They do have some good principles in their philosophy but personally I feel that their principles such as standing up for yourself, not being a doormat, etc etc; universally important amongst both genders, regardless of alpha/beta status.


----------



## ReformedHubby (Jan 9, 2013)

RandomDude said:


> I personally found many of the authors of such books rather 'beta' despite their claim to be 'alpha'. It's almost like they are lashing out against women as revenge for their emasculation or something.
> 
> They do have some good principles in their philosophy but personally I feel that their principles such as standing up for yourself, not being a doormat, etc etc; universally important amongst both genders, regardless of alpha/beta status.


I can't say that I disagree with everything you've said. I never heard of the books until I discovered TAM. I pretty much assumed that most of the advice the men on TAM were giving to "beta" posters was common sense. It wasn't until I actually started to look around me that I realized there are a lot of men out there struggling. For them the info in those books would be helpful.

I agree that the principles are important to both genders, but I don't see anything wrong with saying this is a book for men. I guess it just bothers me that a lot of people assume just because you are directing your advice to one gender you are somehow slighting the other gender. It usually just means you are addressing the issue from your experience as a man.


----------



## WyshIknew (Aug 18, 2012)

What exactly do you mean the Alpha Male Myth?
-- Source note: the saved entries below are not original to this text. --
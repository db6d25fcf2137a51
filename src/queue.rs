//! # Delivery Queue
//! Bounded in-memory buffer between the fetch orchestrator and the sender.
//! A full queue blocks `send` — that is the backpressure signal; items are
//! never dropped. Depth is tracked for the stats surface and exported as a
//! gauge.

use std::sync::atomic::{AtomicUsize, Ordering};
use std::sync::Arc;

use anyhow::{anyhow, Result};
use tokio::sync::mpsc;

use crate::detect::PriceDropEvent;
use crate::fetch::types::Item;
use crate::store::Sink;

/// One unit of outbound work.
#[derive(Debug, Clone)]
pub enum QueueEntry {
    NewItem {
        item: Item,
        source_id: i64,
        source_name: String,
        url: String,
        sink: Sink,
    },
    PriceDrop {
        item: Item,
        event: PriceDropEvent,
        source_id: i64,
        source_name: String,
        sink: Sink,
    },
}

impl QueueEntry {
    pub fn external_id(&self) -> &str {
        match self {
            QueueEntry::NewItem { item, .. } | QueueEntry::PriceDrop { item, .. } => {
                &item.external_id
            }
        }
    }
}

#[derive(Clone)]
pub struct QueueTx {
    tx: mpsc::Sender<QueueEntry>,
    depth: Arc<AtomicUsize>,
}

pub struct QueueRx {
    rx: mpsc::Receiver<QueueEntry>,
    depth: Arc<AtomicUsize>,
}

/// Creates the bounded channel pair. Default capacity in the pipeline is
/// 200 entries.
pub fn bounded(capacity: usize) -> (QueueTx, QueueRx) {
    let (tx, rx) = mpsc::channel(capacity.max(1));
    let depth = Arc::new(AtomicUsize::new(0));
    (
        QueueTx {
            tx,
            depth: Arc::clone(&depth),
        },
        QueueRx { rx, depth },
    )
}

impl QueueTx {
    /// Blocks while the queue is full; errors only when the sender side
    /// has shut down.
    pub async fn send(&self, entry: QueueEntry) -> Result<()> {
        self.tx
            .send(entry)
            .await
            .map_err(|_| anyhow!("delivery queue closed"))?;
        let depth = self.depth.fetch_add(1, Ordering::SeqCst) + 1;
        metrics::gauge!("radar_queue_depth").set(depth as f64);
        Ok(())
    }

    pub fn depth(&self) -> usize {
        self.depth.load(Ordering::SeqCst)
    }

    pub fn depth_handle(&self) -> Arc<AtomicUsize> {
        Arc::clone(&self.depth)
    }
}

impl QueueRx {
    pub async fn recv(&mut self) -> Option<QueueEntry> {
        let entry = self.rx.recv().await?;
        let depth = self.depth.fetch_sub(1, Ordering::SeqCst) - 1;
        metrics::gauge!("radar_queue_depth").set(depth as f64);
        Some(entry)
    }

    /// Non-blocking variant used by drain-style consumers.
    pub fn try_recv(&mut self) -> Option<QueueEntry> {
        let entry = self.rx.try_recv().ok()?;
        let depth = self.depth.fetch_sub(1, Ordering::SeqCst) - 1;
        metrics::gauge!("radar_queue_depth").set(depth as f64);
        Some(entry)
    }
}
It is no myth that some men, and women, are just natural born, or have learnt to be, leaders and have a strong attractive personality.


----------



## RandomDude (Dec 18, 2010)

Well in the case of whether the idea of alpha/beta man is a myth, guess it can be evident that the categorisation of manly/unmanly men is a present reality regardless of the afore mentioned labels. E.G.

Unmanly:









Manly:


----------



## more_waffles (Sep 18, 2012)

I like Athol Kay's take on this, which is not about alpha/beta men but about alpha/beta behaviors. In the context of a relationship, alpha behaviors create desire in a woman, and beta behaviors create comfort. A man who only does alpha things might be fun for women at first, but would be unable to function as a husband or father. I am trying to strike the right balance. Many of the bloggers who brag about being alpha also brag about how they will never marry or have children.


----------



## minimouse (Sep 14, 2013)

Is what about alpha males a myth? Could you be more specific? Are you asking if it is a myth that they exist or a myth that women are attracted to them?
_Posted via Mobile Device_


----------



## MEM2020 (Aug 23, 2009)

Alpha can and should be a gender neutral term. 

The core definition of Alpha simply refers to 'relative strength' in a group. 

The simplest 'group' is a marriage without children. In a 'high functioning/healthy happy' marriages you consistently find spouses: 
- Taking turns leading, following, teaching and learning based on their relative strengths and weaknesses.
- Making an effort to meet each other's needs without compromising their boundaries. 
- The result generally brings out the best, and reduces the worst in both spouses. 

In low functioning marriages the opposite is true. 

Athol Kay has a good list of traits, skills and knowledge related to this subject. 



QUOTE=ManOhMan2013;4546698]Is the Alpha Male a real thing or just a myth authors made up?
_Posted via Mobile Device_[/QUOTE]


----------



## Broken at 20 (Sep 25, 2012)

I've always wanted to make this post on these stupid arguments, but I feel like such a nerd doing it. 
But I am doing it now anyway, because I don't care. 

In the video game series, Mass Effect (One of the greatest video game series of all time, and I highly recommend it to everyone) your player is Commander Shepard. The one and only. 

But you get to play the game how you want. Renegade, or paragon. 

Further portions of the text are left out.